_Task details_. This exercise calls for an exact copy of the data below.

(Task data begins)

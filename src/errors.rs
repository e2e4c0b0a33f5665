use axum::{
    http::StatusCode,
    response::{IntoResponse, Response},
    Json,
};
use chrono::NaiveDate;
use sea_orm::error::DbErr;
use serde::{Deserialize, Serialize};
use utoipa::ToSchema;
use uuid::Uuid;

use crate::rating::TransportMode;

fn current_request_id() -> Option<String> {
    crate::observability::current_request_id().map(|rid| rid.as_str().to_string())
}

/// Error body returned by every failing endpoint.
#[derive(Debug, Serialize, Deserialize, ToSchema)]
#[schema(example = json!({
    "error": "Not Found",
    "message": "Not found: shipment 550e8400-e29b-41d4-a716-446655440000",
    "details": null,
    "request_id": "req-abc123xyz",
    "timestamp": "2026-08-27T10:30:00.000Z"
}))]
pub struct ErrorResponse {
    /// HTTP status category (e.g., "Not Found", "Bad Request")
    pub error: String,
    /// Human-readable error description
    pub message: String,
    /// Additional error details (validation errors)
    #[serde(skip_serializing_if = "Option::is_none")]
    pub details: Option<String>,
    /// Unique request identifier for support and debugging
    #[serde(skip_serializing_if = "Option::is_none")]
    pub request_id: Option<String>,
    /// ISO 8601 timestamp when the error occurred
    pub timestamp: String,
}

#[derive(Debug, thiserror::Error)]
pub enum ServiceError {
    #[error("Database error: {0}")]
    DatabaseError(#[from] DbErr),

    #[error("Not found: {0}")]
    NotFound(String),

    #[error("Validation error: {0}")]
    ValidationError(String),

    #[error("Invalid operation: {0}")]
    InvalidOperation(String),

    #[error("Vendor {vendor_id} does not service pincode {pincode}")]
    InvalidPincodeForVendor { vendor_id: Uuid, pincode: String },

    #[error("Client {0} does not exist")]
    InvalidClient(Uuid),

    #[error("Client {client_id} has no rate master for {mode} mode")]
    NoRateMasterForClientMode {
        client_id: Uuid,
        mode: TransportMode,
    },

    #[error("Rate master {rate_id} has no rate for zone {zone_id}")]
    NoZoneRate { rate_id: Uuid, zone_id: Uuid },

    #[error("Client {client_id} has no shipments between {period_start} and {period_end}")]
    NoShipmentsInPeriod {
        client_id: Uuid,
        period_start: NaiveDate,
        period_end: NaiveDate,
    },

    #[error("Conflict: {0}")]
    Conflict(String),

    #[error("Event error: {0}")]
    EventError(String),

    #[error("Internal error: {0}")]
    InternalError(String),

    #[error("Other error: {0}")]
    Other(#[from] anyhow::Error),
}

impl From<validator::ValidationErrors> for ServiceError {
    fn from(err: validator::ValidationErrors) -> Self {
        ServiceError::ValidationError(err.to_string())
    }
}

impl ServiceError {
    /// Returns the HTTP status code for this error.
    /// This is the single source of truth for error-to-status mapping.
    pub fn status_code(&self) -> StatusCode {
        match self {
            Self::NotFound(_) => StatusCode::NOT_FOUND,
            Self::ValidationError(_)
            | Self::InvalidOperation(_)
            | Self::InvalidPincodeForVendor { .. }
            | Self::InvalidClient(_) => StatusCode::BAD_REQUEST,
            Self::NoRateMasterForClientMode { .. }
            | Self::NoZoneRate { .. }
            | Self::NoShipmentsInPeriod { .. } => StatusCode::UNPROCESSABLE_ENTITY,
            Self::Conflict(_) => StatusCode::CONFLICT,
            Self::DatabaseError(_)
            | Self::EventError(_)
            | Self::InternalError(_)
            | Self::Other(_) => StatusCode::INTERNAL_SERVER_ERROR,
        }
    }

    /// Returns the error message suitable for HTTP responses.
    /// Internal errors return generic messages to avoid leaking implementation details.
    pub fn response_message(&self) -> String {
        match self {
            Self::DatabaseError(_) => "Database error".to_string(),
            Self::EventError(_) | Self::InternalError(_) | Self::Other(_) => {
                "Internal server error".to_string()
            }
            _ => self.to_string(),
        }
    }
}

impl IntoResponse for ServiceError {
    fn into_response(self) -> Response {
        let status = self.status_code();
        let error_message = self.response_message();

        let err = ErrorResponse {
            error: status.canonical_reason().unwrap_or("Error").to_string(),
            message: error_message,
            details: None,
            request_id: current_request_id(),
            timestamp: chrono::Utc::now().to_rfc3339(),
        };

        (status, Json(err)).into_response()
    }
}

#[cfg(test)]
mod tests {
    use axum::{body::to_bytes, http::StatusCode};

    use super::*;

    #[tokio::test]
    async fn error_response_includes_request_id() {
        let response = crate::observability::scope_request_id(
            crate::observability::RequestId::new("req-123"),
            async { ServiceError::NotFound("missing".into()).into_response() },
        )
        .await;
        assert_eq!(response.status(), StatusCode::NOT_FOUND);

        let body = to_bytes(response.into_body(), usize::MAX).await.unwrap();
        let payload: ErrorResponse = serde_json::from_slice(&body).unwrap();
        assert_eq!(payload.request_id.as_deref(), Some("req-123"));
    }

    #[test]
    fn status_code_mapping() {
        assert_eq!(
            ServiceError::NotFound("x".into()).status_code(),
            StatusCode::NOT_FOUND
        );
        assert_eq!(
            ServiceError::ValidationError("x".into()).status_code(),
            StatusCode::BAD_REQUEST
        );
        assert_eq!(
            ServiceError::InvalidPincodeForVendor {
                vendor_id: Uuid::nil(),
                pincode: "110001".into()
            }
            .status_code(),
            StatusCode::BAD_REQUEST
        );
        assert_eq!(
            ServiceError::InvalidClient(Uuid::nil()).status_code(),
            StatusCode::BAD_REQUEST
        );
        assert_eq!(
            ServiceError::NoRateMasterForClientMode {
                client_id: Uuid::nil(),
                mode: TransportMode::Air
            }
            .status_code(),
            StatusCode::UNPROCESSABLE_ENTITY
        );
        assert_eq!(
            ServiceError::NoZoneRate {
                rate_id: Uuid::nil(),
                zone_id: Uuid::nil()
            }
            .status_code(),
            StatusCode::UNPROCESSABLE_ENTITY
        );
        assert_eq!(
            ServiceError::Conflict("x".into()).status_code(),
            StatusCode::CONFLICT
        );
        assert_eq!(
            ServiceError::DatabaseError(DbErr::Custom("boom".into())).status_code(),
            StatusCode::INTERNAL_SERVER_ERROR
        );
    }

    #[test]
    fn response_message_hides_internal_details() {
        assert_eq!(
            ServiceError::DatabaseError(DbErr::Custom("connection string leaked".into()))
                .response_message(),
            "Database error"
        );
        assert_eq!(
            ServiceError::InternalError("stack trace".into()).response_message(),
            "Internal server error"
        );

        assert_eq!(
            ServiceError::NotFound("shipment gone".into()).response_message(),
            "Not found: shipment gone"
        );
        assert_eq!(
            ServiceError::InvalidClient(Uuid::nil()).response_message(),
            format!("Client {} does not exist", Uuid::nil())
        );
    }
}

(Task data ends)

_Solution for this exercise_.
filename src/errors.rs
repository e2e4c0b0a33f5665
use axum::{
    http::StatusCode,
    response::{IntoResponse, Response},
    Json,
};
use chrono::NaiveDate;
use sea_orm::error::DbErr;
use serde::{Deserialize, Serialize};
use utoipa::ToSchema;
use uuid::Uuid;

use crate::rating::TransportMode;

fn current_request_id() -> Option<String> {
    crate::observability::current_request_id().map(|rid| rid.as_str().to_string())
}

/// Error body returned by every failing endpoint.
#[derive(Debug, Serialize, Deserialize, ToSchema)]
#[schema(example = json!({
    "error": "Not Found",
    "message": "Not found: shipment 550e8400-e29b-41d4-a716-446655440000",
    "details": null,
    "request_id": "req-abc123xyz",
    "timestamp": "2026-08-27T10:30:00.000Z"
}))]
pub struct ErrorResponse {
    /// HTTP status category (e.g., "Not Found", "Bad Request")
    pub error: String,
    /// Human-readable error description
    pub message: String,
    /// Additional error details (validation errors)
    #[serde(skip_serializing_if = "Option::is_none")]
    pub details: Option<String>,
    /// Unique request identifier for support and debugging
    #[serde(skip_serializing_if = "Option::is_none")]
    pub request_id: Option<String>,
    /// ISO 8601 timestamp when the error occurred
    pub timestamp: String,
}

#[derive(Debug, thiserror::Error)]
pub enum ServiceError {
    #[error("Database error: {0}")]
    DatabaseError(#[from] DbErr),

    #[error("Not found: {0}")]
    NotFound(String),

    #[error("Validation error: {0}")]
    ValidationError(String),

    #[error("Invalid operation: {0}")]
    InvalidOperation(String),

    #[error("Vendor {vendor_id} does not service pincode {pincode}")]
    InvalidPincodeForVendor { vendor_id: Uuid, pincode: String },

    #[error("Client {0} does not exist")]
    InvalidClient(Uuid),

    #[error("Client {client_id} has no rate master for {mode} mode")]
    NoRateMasterForClientMode {
        client_id: Uuid,
        mode: TransportMode,
    },

    #[error("Rate master {rate_id} has no rate for zone {zone_id}")]
    NoZoneRate { rate_id: Uuid, zone_id: Uuid },

    #[error("Client {client_id} has no shipments between {period_start} and {period_end}")]
    NoShipmentsInPeriod {
        client_id: Uuid,
        period_start: NaiveDate,
        period_end: NaiveDate,
    },

    #[error("Conflict: {0}")]
    Conflict(String),

    #[error("Event error: {0}")]
    EventError(String),

    #[error("Internal error: {0}")]
    InternalError(String),

    #[error("Other error: {0}")]
    Other(#[from] anyhow::Error),
}

impl From<validator::ValidationErrors> for ServiceError {
    fn from(err: validator::ValidationErrors) -> Self {
        ServiceError::ValidationError(err.to_string())
    }
}

impl ServiceError {
    /// Returns the HTTP status code for this error.
    /// This is the single source of truth for error-to-status mapping.
    pub fn status_code(&self) -> StatusCode {
        match self {
            Self::NotFound(_) => StatusCode::NOT_FOUND,
            Self::ValidationError(_)
            | Self::InvalidOperation(_)
            | Self::InvalidPincodeForVendor { .. }
            | Self::InvalidClient(_) => StatusCode::BAD_REQUEST,
            Self::NoRateMasterForClientMode { .. }
            | Self::NoZoneRate { .. }
            | Self::NoShipmentsInPeriod { .. } => StatusCode::UNPROCESSABLE_ENTITY,
            Self::Conflict(_) => StatusCode::CONFLICT,
            Self::DatabaseError(_)
            | Self::EventError(_)
            | Self::InternalError(_)
            | Self::Other(_) => StatusCode::INTERNAL_SERVER_ERROR,
        }
    }

    /// Returns the error message suitable for HTTP responses.
    /// Internal errors return generic messages to avoid leaking implementation details.
    pub fn response_message(&self) -> String {
        match self {
            Self::DatabaseError(_) => "Database error".to_string(),
            Self::EventError(_) | Self::InternalError(_) | Self::Other(_) => {
                "Internal server error".to_string()
            }
            _ => self.to_string(),
        }
    }
}

impl IntoResponse for ServiceError {
    fn into_response(self) -> Response {
        let status = self.status_code();
        let error_message = self.response_message();

        let err = ErrorResponse {
            error: status.canonical_reason().unwrap_or("Error").to_string(),
            message: error_message,
            details: None,
            request_id: current_request_id(),
            timestamp: chrono::Utc::now().to_rfc3339(),
        };

        (status, Json(err)).into_response()
    }
}

#[cfg(test)]
mod tests {
    use axum::{body::to_bytes, http::StatusCode};

    use super::*;

    #[tokio::test]
    async fn error_response_includes_request_id() {
        let response = crate::observability::scope_request_id(
            crate::observability::RequestId::new("req-123"),
            async { ServiceError::NotFound("missing".into()).into_response() },
        )
        .await;
        assert_eq!(response.status(), StatusCode::NOT_FOUND);

        let body = to_bytes(response.into_body(), usize::MAX).await.unwrap();
        let payload: ErrorResponse = serde_json::from_slice(&body).unwrap();
        assert_eq!(payload.request_id.as_deref(), Some("req-123"));
    }

    #[test]
    fn status_code_mapping() {
        assert_eq!(
            ServiceError::NotFound("x".into()).status_code(),
            StatusCode::NOT_FOUND
        );
        assert_eq!(
            ServiceError::ValidationError("x".into()).status_code(),
            StatusCode::BAD_REQUEST
        );
        assert_eq!(
            ServiceError::InvalidPincodeForVendor {
                vendor_id: Uuid::nil(),
                pincode: "110001".into()
            }
            .status_code(),
            StatusCode::BAD_REQUEST
        );
        assert_eq!(
            ServiceError::InvalidClient(Uuid::nil()).status_code(),
            StatusCode::BAD_REQUEST
        );
        assert_eq!(
            ServiceError::NoRateMasterForClientMode {
                client_id: Uuid::nil(),
                mode: TransportMode::Air
            }
            .status_code(),
            StatusCode::UNPROCESSABLE_ENTITY
        );
        assert_eq!(
            ServiceError::NoZoneRate {
                rate_id: Uuid::nil(),
                zone_id: Uuid::nil()
            }
            .status_code(),
            StatusCode::UNPROCESSABLE_ENTITY
        );
        assert_eq!(
            ServiceError::Conflict("x".into()).status_code(),
            StatusCode::CONFLICT
        );
        assert_eq!(
            ServiceError::DatabaseError(DbErr::Custom("boom".into())).status_code(),
            StatusCode::INTERNAL_SERVER_ERROR
        );
    }

    #[test]
    fn response_message_hides_internal_details() {
        assert_eq!(
            ServiceError::DatabaseError(DbErr::Custom("connection string leaked".into()))
                .response_message(),
            "Database error"
        );
        assert_eq!(
            ServiceError::InternalError("stack trace".into()).response_message(),
            "Internal server error"
        );

        assert_eq!(
            ServiceError::NotFound("shipment gone".into()).response_message(),
            "Not found: shipment gone"
        );
        assert_eq!(
            ServiceError::InvalidClient(Uuid::nil()).response_message(),
            format!("Client {} does not exist", Uuid::nil())
        );
    }
}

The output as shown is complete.